Negara Tetangga Indonesia Larang YouTube untuk Remaja Mulai Desember 2025
Poin Penting
|
CANBERRA, investortrust.id - Pemerintah Australia resmi menambahkan YouTube ke dalam daftar platform yang akan dibatasi aksesnya bagi pengguna di bawah 16 tahun. Kebijakan yang akan berlaku pada Desember 2025 ini memperluas larangan media sosial bagi remaja, menjadikan Australia sebagai negara pertama di dunia yang menerapkan pembatasan tegas semacam ini.
Langkah ini merevisi keputusan sebelumnya yang mengecualikan YouTube. Tekanan datang dari regulator internet setempat, setelah survei menemukan bahwa 37% anak-anak di bawah umur mengalami konten berbahaya di YouTube. Bahkan Alphabet selaku, induk YouTube, kini berpotensi menghadapi gugatan hukum atas kebijakan ini.
“Media sosial punya tanggung jawab sosial. Tak diragukan lagi, anak-anak Australia terdampak negatif oleh platform online. Jadi saya katakan, sudah saatnya kita bertindak. Saya ingin orang tua di Australia tahu bahwa kami ada di pihak mereka," kata Perdana Menteri Australia Anthony Albanese, dikutip dari Reuters, Rabu (30/7/2025).
Baca Juga
Istimewakan YouTube di Medsos untuk Anak, Negara Tetangga Diprotes Meta hingga TikTok
Namun, pihak YouTube membantah mereka termasuk kategori media sosial. “YouTube adalah platform berbagi video dengan pustaka konten gratis berkualitas tinggi, yang semakin banyak diakses lewat layar TV. Ini bukan media sosial,” tulis juru bicara perusahaan dalam pernyataan resminya.
Di sisi lain, sejumlah platform besar seperti Meta, TikTok, dan Snapchat menyebut bahwa YouTube juga memiliki fitur interaksi pengguna dan algoritma personalisasi, yang membuatnya serupa dengan media sosial. Mereka mengkritik ketimpangan perlakuan regulasi sejak awal.

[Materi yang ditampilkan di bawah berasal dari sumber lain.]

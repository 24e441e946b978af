//! Cross-referencing favorites against the visible projects.

use std::collections::HashMap;

use serde::Serialize;

use super::record::FavoriteRecord;
use super::url::normalize_url;
use crate::history::{ContentType, Group, GroupStatus, Job, JobStatus, Overlay};

/// A favorite joined with the group and job it refers to.
#[derive(Debug, Clone, PartialEq, Serialize)]
#[serde(rename_all = "camelCase")]
pub struct ResolvedFavorite {
    pub record: FavoriteRecord,
    pub group: Group,
    pub job: Job,
    /// The group and job were synthesized from the record because no
    /// current project contains it.
    pub placeholder: bool,
}

/// Matches each favorite to a project job by id, then by normalized media
/// URL. Favorites older than anything still listed get a placeholder so
/// they stay viewable.
pub fn resolve_favorites(projects: &[Group], favorites: &[FavoriteRecord]) -> Vec<ResolvedFavorite> {
    let mut by_id: HashMap<&str, (usize, usize)> = HashMap::new();
    let mut by_url: HashMap<String, (usize, usize)> = HashMap::new();
    for (gi, group) in projects.iter().enumerate() {
        for (ji, job) in group.jobs.iter().enumerate() {
            by_id.entry(job.id.as_str()).or_insert((gi, ji));
            if let Some(url) = &job.media_url {
                by_url.entry(normalize_url(url)).or_insert((gi, ji));
            }
        }
    }

    favorites
        .iter()
        .map(|record| {
            let found = by_id
                .get(record.job_id.as_str())
                .or_else(|| by_url.get(&normalize_url(&record.url)));
            match found {
                Some(&(gi, ji)) => ResolvedFavorite {
                    record: record.clone(),
                    group: projects[gi].clone(),
                    job: projects[gi].jobs[ji].clone(),
                    placeholder: false,
                },
                None => placeholder(record),
            }
        })
        .collect()
}

fn placeholder(record: &FavoriteRecord) -> ResolvedFavorite {
    let job = Job {
        id: record.job_id.clone(),
        group_id: record.group_id.clone(),
        status: JobStatus::Completed,
        created_at: Some(record.created_at),
        ended_at: Some(record.created_at),
        content_type: ContentType::Image,
        nsfw: false,
        cancel_reason: None,
        media_url: Some(record.url.clone()),
        hidden: false,
    };
    let group = Group {
        id: record.group_id.clone(),
        content_type: ContentType::Image,
        expected_count: 1,
        jobs: vec![job.clone()],
        status: GroupStatus::Completed,
        created_at: Some(record.created_at),
        width: None,
        height: None,
        model_id: String::new(),
        model_name: record.label.clone(),
        overlay: Overlay::Remote,
    };
    ResolvedFavorite {
        record: record.clone(),
        group,
        job,
        placeholder: true,
    }
}

#[cfg(test)]
mod tests {
    use super::*;
    use chrono::Utc;

    fn project(group: &str, jobs: &[(&str, &str)]) -> Group {
        let mut g = placeholder(&FavoriteRecord::new("seed", group, "", Utc::now())).group;
        g.model_id = "restore".into();
        g.jobs = jobs
            .iter()
            .map(|(id, url)| Job {
                id: id.to_string(),
                group_id: group.to_string(),
                media_url: Some(url.to_string()),
                ..g.jobs[0].clone()
            })
            .collect();
        g
    }

    #[test]
    fn test_match_by_id() {
        let projects = vec![project("g1", &[("j1", "https://h/1.png?s=1")])];
        let favs = vec![FavoriteRecord::new("j1", "g1", "https://elsewhere/x.png", Utc::now())];
        let resolved = resolve_favorites(&projects, &favs);
        assert!(!resolved[0].placeholder);
        assert_eq!(resolved[0].job.id, "j1");
    }

    #[test]
    fn test_match_by_normalized_url() {
        let projects = vec![project("g1", &[("canonical", "https://h/1.png?sig=new")])];
        let favs = vec![FavoriteRecord::new("temp-id", "g1", "https://h/1.png?sig=old", Utc::now())];
        let resolved = resolve_favorites(&projects, &favs);
        assert!(!resolved[0].placeholder);
        assert_eq!(resolved[0].job.id, "canonical");
    }

    #[test]
    fn test_placeholder_for_unknown() {
        let favs = vec![FavoriteRecord::new("old", "g-old", "https://h/old.png", Utc::now())
            .with_label("Restore v1")];
        let resolved = resolve_favorites(&[], &favs);
        let r = &resolved[0];
        assert!(r.placeholder);
        assert_eq!(r.group.id, "g-old");
        assert_eq!(r.group.jobs.len(), 1);
        assert_eq!(r.job.media_url.as_deref(), Some("https://h/old.png"));
        assert_eq!(r.group.model_name.as_deref(), Some("Restore v1"));
        assert!(r.job.is_displayable());
    }
}
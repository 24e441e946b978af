use std::path::PathBuf;
use thiserror::Error;

/// Failures of the persistence layer.
#[derive(Error, Debug)]
pub enum DatabaseError {
    #[error("SQLite error: {0}")]
    Sqlite(#[from] rusqlite::Error),

    /// The database directory could not be created.
    #[error("Cannot create database directory '{path}': {source}")]
    Io {
        path: PathBuf,
        #[source]
        source: std::io::Error,
    },

    #[error("Cannot encode value for key '{key}': {source}")]
    Encode {
        key: String,
        #[source]
        source: serde_json::Error,
    },

    #[error("Schema migration v{version} failed: {reason}")]
    Migration { version: u32, reason: String },

    /// A thread panicked while holding the connection.
    #[error("Database connection lock poisoned")]
    LockPoisoned,
}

YouTube dilaporkan sempat mengancam membawa kasus ini ke pengadilan, namun belum ada konfirmasi resmi. Peraturan yang disahkan tahun lalu mewajibkan platform digital untuk mengambil langkah wajar dalam membatasi akses bagi anak-anak di bawah 16 tahun, atau terancam denda hingga 49,5 juta dolar Australia (sekitar Rp 530 miliar).
Langkah Negeri Kanggur ini menjadi perhatian sejumlah negara, termasuk Indonesia. Pemerintah Indonesia melalui Peraturan Pemerintah Nomor 24 Tahun 2024 tentang Tanggung Jawab Perusahaan Platform Digital Asing dan Nasional (PP TUNAS), mulai merancang kerangka kebijakan untuk melindungi anak dan remaja dari dampak buruk platform digital, termasuk wacana verifikasi usia dan tanggung jawab algoritma.
PP TUNAS dipandang sebagai upaya Indonesia meniru pendekatan Australia, sekaligus menyiapkan regulasi yang lebih tegas di era digital, khususnya untuk menghindari paparan konten negatif kepada anak-anak dan remaja.